Before anything else, copy every record below exactly as it stands.

[Dataset entries]
....

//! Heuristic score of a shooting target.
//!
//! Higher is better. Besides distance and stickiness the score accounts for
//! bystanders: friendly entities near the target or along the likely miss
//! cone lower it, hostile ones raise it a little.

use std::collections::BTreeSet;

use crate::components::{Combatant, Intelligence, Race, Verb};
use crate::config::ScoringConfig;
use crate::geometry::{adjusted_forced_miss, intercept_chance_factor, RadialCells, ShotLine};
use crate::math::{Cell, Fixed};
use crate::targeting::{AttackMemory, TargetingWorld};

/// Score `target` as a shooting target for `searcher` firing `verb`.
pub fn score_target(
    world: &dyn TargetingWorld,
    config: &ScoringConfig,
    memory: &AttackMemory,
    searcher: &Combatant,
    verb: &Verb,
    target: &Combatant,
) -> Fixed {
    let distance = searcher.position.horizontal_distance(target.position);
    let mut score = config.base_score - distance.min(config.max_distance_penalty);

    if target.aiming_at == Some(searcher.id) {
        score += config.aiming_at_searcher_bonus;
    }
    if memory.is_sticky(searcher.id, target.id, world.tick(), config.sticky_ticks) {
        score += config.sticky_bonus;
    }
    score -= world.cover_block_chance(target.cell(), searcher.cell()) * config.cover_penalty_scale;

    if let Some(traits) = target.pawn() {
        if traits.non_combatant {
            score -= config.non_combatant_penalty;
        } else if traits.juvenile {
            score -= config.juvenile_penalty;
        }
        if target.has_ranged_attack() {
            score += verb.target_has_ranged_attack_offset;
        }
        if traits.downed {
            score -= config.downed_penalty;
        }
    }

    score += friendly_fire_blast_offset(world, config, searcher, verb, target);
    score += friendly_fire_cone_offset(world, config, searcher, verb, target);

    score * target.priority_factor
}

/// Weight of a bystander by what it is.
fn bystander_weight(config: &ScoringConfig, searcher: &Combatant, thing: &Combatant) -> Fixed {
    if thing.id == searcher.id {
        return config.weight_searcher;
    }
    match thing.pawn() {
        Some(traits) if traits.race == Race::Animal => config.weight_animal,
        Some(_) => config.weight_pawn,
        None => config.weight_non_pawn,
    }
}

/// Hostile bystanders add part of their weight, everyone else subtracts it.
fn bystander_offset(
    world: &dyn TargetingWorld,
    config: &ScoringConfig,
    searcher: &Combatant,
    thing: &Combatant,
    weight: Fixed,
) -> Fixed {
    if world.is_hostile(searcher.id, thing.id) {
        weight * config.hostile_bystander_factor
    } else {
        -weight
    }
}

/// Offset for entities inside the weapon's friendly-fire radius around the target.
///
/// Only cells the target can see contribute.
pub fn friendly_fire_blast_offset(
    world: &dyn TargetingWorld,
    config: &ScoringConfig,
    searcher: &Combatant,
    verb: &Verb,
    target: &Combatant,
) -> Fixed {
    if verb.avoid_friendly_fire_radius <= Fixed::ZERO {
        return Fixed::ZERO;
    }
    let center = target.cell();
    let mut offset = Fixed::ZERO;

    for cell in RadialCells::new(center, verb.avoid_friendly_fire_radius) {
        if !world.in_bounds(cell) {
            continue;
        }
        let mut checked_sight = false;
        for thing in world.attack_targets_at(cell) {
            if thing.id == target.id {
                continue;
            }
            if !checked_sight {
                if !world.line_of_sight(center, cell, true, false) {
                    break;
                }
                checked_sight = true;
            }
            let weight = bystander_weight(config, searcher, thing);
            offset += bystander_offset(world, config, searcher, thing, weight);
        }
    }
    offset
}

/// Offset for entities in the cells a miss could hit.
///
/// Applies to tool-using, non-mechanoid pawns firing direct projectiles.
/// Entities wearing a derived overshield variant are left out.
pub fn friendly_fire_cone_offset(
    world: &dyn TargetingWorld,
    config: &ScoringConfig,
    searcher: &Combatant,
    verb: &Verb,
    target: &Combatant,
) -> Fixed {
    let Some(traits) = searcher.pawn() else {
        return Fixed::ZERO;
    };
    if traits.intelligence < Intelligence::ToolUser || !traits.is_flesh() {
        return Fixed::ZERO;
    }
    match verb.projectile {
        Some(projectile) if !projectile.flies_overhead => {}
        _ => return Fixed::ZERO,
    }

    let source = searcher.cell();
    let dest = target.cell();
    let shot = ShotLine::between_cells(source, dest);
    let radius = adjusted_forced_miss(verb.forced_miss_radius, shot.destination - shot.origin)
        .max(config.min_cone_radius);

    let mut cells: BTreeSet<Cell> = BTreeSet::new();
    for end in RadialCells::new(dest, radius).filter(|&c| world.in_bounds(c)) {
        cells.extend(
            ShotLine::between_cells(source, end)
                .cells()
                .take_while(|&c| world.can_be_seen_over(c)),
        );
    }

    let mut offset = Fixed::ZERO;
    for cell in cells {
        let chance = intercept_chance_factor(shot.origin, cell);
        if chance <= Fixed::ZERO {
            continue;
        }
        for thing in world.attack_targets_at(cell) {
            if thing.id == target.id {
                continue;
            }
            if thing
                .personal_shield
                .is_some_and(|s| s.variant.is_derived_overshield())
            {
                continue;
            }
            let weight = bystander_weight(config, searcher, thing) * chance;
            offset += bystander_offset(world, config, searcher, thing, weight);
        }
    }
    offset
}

....

* ANSWER BELOW:
//! Heuristic score of a shooting target.
//!
//! Higher is better. Besides distance and stickiness the score accounts for
//! bystanders: friendly entities near the target or along the likely miss
//! cone lower it, hostile ones raise it a little.

use std::collections::BTreeSet;

use crate::components::{Combatant, Intelligence, Race, Verb};
use crate::config::ScoringConfig;
use crate::geometry::{adjusted_forced_miss, intercept_chance_factor, RadialCells, ShotLine};
use crate::math::{Cell, Fixed};
use crate::targeting::{AttackMemory, TargetingWorld};

/// Score `target` as a shooting target for `searcher` firing `verb`.
pub fn score_target(
    world: &dyn TargetingWorld,
    config: &ScoringConfig,
    memory: &AttackMemory,
    searcher: &Combatant,
    verb: &Verb,
    target: &Combatant,
) -> Fixed {
    let distance = searcher.position.horizontal_distance(target.position);
    let mut score = config.base_score - distance.min(config.max_distance_penalty);

    if target.aiming_at == Some(searcher.id) {
        score += config.aiming_at_searcher_bonus;
    }
    if memory.is_sticky(searcher.id, target.id, world.tick(), config.sticky_ticks) {
        score += config.sticky_bonus;
    }
    score -= world.cover_block_chance(target.cell(), searcher.cell()) * config.cover_penalty_scale;

    if let Some(traits) = target.pawn() {
        if traits.non_combatant {
            score -= config.non_combatant_penalty;
        } else if traits.juvenile {
            score -= config.juvenile_penalty;
        }
        if target.has_ranged_attack() {
            score += verb.target_has_ranged_attack_offset;
        }
        if traits.downed {
            score -= config.downed_penalty;
        }
    }

    score += friendly_fire_blast_offset(world, config, searcher, verb, target);
    score += friendly_fire_cone_offset(world, config, searcher, verb, target);

    score * target.priority_factor
}

/// Weight of a bystander by what it is.
fn bystander_weight(config: &ScoringConfig, searcher: &Combatant, thing: &Combatant) -> Fixed {
    if thing.id == searcher.id {
        return config.weight_searcher;
    }
    match thing.pawn() {
        Some(traits) if traits.race == Race::Animal => config.weight_animal,
        Some(_) => config.weight_pawn,
        None => config.weight_non_pawn,
    }
}

/// Hostile bystanders add part of their weight, everyone else subtracts it.
fn bystander_offset(
    world: &dyn TargetingWorld,
    config: &ScoringConfig,
    searcher: &Combatant,
    thing: &Combatant,
    weight: Fixed,
) -> Fixed {
    if world.is_hostile(searcher.id, thing.id) {
        weight * config.hostile_bystander_factor
    } else {
        -weight
    }
}

/// Offset for entities inside the weapon's friendly-fire radius around the target.
///
/// Only cells the target can see contribute.
pub fn friendly_fire_blast_offset(
    world: &dyn TargetingWorld,
    config: &ScoringConfig,
    searcher: &Combatant,
    verb: &Verb,
    target: &Combatant,
) -> Fixed {
    if verb.avoid_friendly_fire_radius <= Fixed::ZERO {
        return Fixed::ZERO;
    }
    let center = target.cell();
    let mut offset = Fixed::ZERO;

    for cell in RadialCells::new(center, verb.avoid_friendly_fire_radius) {
        if !world.in_bounds(cell) {
            continue;
        }
        let mut checked_sight = false;
        for thing in world.attack_targets_at(cell) {
            if thing.id == target.id {
                continue;
            }
            if !checked_sight {
                if !world.line_of_sight(center, cell, true, false) {
                    break;
                }
                checked_sight = true;
            }
            let weight = bystander_weight(config, searcher, thing);
            offset += bystander_offset(world, config, searcher, thing, weight);
        }
    }
    offset
}

/// Offset for entities in the cells a miss could hit.
///
/// Applies to tool-using, non-mechanoid pawns firing direct projectiles.
/// Entities wearing a derived overshield variant are left out.
pub fn friendly_fire_cone_offset(
    world: &dyn TargetingWorld,
    config: &ScoringConfig,
    searcher: &Combatant,
    verb: &Verb,
    target: &Combatant,
) -> Fixed {
    let Some(traits) = searcher.pawn() else {
        return Fixed::ZERO;
    };
    if traits.intelligence < Intelligence::ToolUser || !traits.is_flesh() {
        return Fixed::ZERO;
    }
    match verb.projectile {
        Some(projectile) if !projectile.flies_overhead => {}
        _ => return Fixed::ZERO,
    }

    let source = searcher.cell();
    let dest = target.cell();
    let shot = ShotLine::between_cells(source, dest);
    let radius = adjusted_forced_miss(verb.forced_miss_radius, shot.destination - shot.origin)
        .max(config.min_cone_radius);

    let mut cells: BTreeSet<Cell> = BTreeSet::new();
    for end in RadialCells::new(dest, radius).filter(|&c| world.in_bounds(c)) {
        cells.extend(
            ShotLine::between_cells(source, end)
                .cells()
                .take_while(|&c| world.can_be_seen_over(c)),
        );
    }

    let mut offset = Fixed::ZERO;
    for cell in cells {
        let chance = intercept_chance_factor(shot.origin, cell);
        if chance <= Fixed::ZERO {
            continue;
        }
        for thing in world.attack_targets_at(cell) {
            if thing.id == target.id {
                continue;
            }
            if thing
                .personal_shield
                .is_some_and(|s| s.variant.is_derived_overshield())
            {
                continue;
            }
            let weight = bystander_weight(config, searcher, thing) * chance;
            offset += bystander_offset(world, config, searcher, thing, weight);
        }
    }
    offset
}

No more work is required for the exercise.